By Victoria VanBuren - October 18, 2012

by Holly Hayes The following changes to HB 2605 impacting the resolution of medical fee disputes within the Texas Department of Insurance, Division of Workers’ Compensation were adopted on May 11, 2012, and become effective May 31, 2012. HB 2605 made several legislative amendments that impact the resolution of medical fee dispute cases adjudicated by the Division. This bill enacted Labor Code §413.0312, which alters the appeals process applicable to medical fee disputes after the Division’s review under Labor Code §413.031. Newly added Labor Code §413.0312 provides one appeal process for medical fee disputes regardless of the amount of reimbursement sought.

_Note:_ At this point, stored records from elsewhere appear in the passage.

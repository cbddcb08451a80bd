//! Keeps webhook and CRD conversion registration in line with the installed
//! custom resource definitions.
//!
//! Each pass reads the operator certificate, points every served CRD's
//! conversion at this operator, then rebuilds the validating and mutating
//! webhook configurations from scratch. Rebuilding instead of patching
//! drops any rule a previous pass or a human left behind.

use std::collections::BTreeMap;
use std::path::PathBuf;
use std::sync::Mutex;
use std::time::Duration;

use async_trait::async_trait;
use k8s_openapi::api::admissionregistration::v1::{
    MutatingWebhook, MutatingWebhookConfiguration, RuleWithOperations, ServiceReference,
    ValidatingWebhook, ValidatingWebhookConfiguration, WebhookClientConfig,
};
use k8s_openapi::apiextensions_apiserver::pkg::apis::apiextensions::v1 as apiext;
use k8s_openapi::apiextensions_apiserver::pkg::apis::apiextensions::v1::CustomResourceDefinition;
use k8s_openapi::ByteString;
use kube::api::{ObjectMeta, PostParams};
use kube::{Api, Client, Resource, ResourceExt};
use tracing::{error, info};

use crate::crd::{all_crds, PgOperatorConfig};
use crate::error::{Error, Result};
use crate::webhook::{webhook_path, CONVERSION, MUTATION, VALIDATION};

/// Storage of the registration objects the configurator owns.
#[async_trait]
pub trait RegistrationStore: Send + Sync {
    async fn crd(&self, name: &str) -> Result<Option<CustomResourceDefinition>>;
    async fn replace_crd(&self, crd: CustomResourceDefinition) -> Result<()>;
    async fn validating(&self, name: &str) -> Result<Option<ValidatingWebhookConfiguration>>;
    /// Create the configuration, or replace it when it carries a resource version.
    async fn save_validating(&self, config: ValidatingWebhookConfiguration) -> Result<()>;
    async fn mutating(&self, name: &str) -> Result<Option<MutatingWebhookConfiguration>>;
    async fn save_mutating(&self, config: MutatingWebhookConfiguration) -> Result<()>;
}

/// Registration store backed by the API server.
pub struct KubeRegistrationStore {
    crds: Api<CustomResourceDefinition>,
    validating: Api<ValidatingWebhookConfiguration>,
    mutating: Api<MutatingWebhookConfiguration>,
}

impl KubeRegistrationStore {
    pub fn new(client: Client) -> Self {
        Self {
            crds: Api::all(client.clone()),
            validating: Api::all(client.clone()),
            mutating: Api::all(client),
        }
    }
}

async fn save<K>(api: &Api<K>, object: K) -> Result<()>
where
    K: Resource + Clone + serde::Serialize + serde::de::DeserializeOwned + std::fmt::Debug,
{
    let pp = PostParams::default();
    if object.meta().resource_version.is_some() {
        api.replace(&object.name_any(), &pp, &object).await?;
    } else {
        api.create(&pp, &object).await?;
    }
    Ok(())
}

#[async_trait]
impl RegistrationStore for KubeRegistrationStore {
    async fn crd(&self, name: &str) -> Result<Option<CustomResourceDefinition>> {
        Ok(self.crds.get_opt(name).await?)
    }

    async fn replace_crd(&self, crd: CustomResourceDefinition) -> Result<()> {
        save(&self.crds, crd).await
    }

    async fn validating(&self, name: &str) -> Result<Option<ValidatingWebhookConfiguration>> {
        Ok(self.validating.get_opt(name).await?)
    }

    async fn save_validating(&self, config: ValidatingWebhookConfiguration) -> Result<()> {
        save(&self.validating, config).await
    }

    async fn mutating(&self, name: &str) -> Result<Option<MutatingWebhookConfiguration>> {
        Ok(self.mutating.get_opt(name).await?)
    }

    async fn save_mutating(&self, config: MutatingWebhookConfiguration) -> Result<()> {
        save(&self.mutating, config).await
    }
}

/// Registration store kept in memory. Saving bumps the resource version.
#[derive(Default)]
pub struct InMemoryRegistrationStore {
    crds: Mutex<BTreeMap<String, CustomResourceDefinition>>,
    validating: Mutex<BTreeMap<String, ValidatingWebhookConfiguration>>,
    mutating: Mutex<BTreeMap<String, MutatingWebhookConfiguration>>,
}

fn bump(meta: &mut ObjectMeta) {
    let next = meta
        .resource_version
        .as_deref()
        .and_then(|v| v.parse::<u64>().ok())
        .unwrap_or(0)
        + 1;
    meta.resource_version = Some(next.to_string());
}

fn locked<T>(mutex: &Mutex<T>) -> std::sync::MutexGuard<'_, T> {
    mutex.lock().unwrap_or_else(|poisoned| poisoned.into_inner())
}

impl InMemoryRegistrationStore {
    pub fn new() -> Self {
        Self::default()
    }

    /// Install `crds` as if applied by an administrator.
    pub fn with_crds(self, crds: impl IntoIterator<Item = CustomResourceDefinition>) -> Self {
        {
            let mut stored = locked(&self.crds);
            for mut crd in crds {
                bump(&mut crd.metadata);
                stored.insert(crd.name_any(), crd);
            }
        }
        self
    }

    pub fn with_validating(self, mut config: ValidatingWebhookConfiguration) -> Self {
        bump(&mut config.metadata);
        locked(&self.validating).insert(config.name_any(), config);
        self
    }
}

Prior to the enactment of HB 2605, appeals of medical fee disputes were handled by a Division contested case hearing (CCH) if the amount of reimbursement sought by the requestor in an individual fee dispute was $2,000 or less or a contested case hearing conducted by the State Office of Administrative Hearings (SOAH) if the amount of reimbursement sought exceeded $2,000. Parties who had exhausted all administrative remedies and who were aggrieved by the final decision of SOAH could seek judicial review of the decision in the manner provided for judicial review of a contested case under Chapter 2001, Subchapter G Government Code. Pursuant to Labor Code §413.0312, the appealing party is now required to mediate the medical fee dispute at a benefit review conference (BRC) under Labor Code Chapter 410, Subchapter B. If the dispute remains unresolved after a BRC, the parties may elect to engage in binding arbitration as provided by Labor Code §413.0312(d) and under Chapter 410, Subchapter C. However, if arbitration is not elected, the party is entitled to a contested case hearing at SOAH to resolve the dispute in the manner provided for a contested case under Chapter 2001, Government Code. A party who has exhausted all administrative remedies and who is aggrieved by a final decision of SOAH may seek judicial review of the decision in the manner provided for judicial review of a contested case under Chapter 2001, Subchapter G Government Code and Labor Code §413.031(k-1).   Holly Hayes is a mediator at Karl Bayer, Dispute Resolution Expert where she focuses on mediation of health care disputes. Holly holds a B.A. from Southern Methodist University and a Masters in Health Administration from Duke University. She can be reached at: holly@karlbayer.com.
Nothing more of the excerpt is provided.